Saved data entries:

....................

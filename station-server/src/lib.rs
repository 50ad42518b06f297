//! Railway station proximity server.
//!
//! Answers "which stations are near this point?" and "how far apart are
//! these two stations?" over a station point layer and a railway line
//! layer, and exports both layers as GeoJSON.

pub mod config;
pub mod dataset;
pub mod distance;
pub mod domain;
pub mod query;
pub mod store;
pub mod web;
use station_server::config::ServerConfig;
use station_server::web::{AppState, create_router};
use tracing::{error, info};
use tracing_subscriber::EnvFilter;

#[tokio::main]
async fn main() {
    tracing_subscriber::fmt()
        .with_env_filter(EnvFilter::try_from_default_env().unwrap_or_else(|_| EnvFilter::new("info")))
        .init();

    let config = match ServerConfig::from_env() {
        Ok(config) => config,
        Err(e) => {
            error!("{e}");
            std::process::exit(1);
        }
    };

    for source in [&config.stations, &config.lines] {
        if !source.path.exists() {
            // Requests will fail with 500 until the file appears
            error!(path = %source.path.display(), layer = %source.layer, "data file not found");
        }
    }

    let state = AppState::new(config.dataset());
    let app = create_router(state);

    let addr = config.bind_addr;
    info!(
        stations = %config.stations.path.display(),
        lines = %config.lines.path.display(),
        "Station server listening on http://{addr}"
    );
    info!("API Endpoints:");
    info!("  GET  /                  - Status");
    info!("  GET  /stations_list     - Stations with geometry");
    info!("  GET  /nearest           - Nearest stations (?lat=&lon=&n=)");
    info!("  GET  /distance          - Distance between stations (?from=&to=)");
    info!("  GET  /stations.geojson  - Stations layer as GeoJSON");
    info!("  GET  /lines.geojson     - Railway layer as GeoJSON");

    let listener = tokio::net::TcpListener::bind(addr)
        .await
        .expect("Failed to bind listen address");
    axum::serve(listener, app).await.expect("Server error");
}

....................

__Work instructions__.
Among the lines of the data, which ones contain the word "distance"? Show them.

__Solution for this exercise__.
pub mod distance;
    info!("  GET  /distance          - Distance between stations (?from=&to=)");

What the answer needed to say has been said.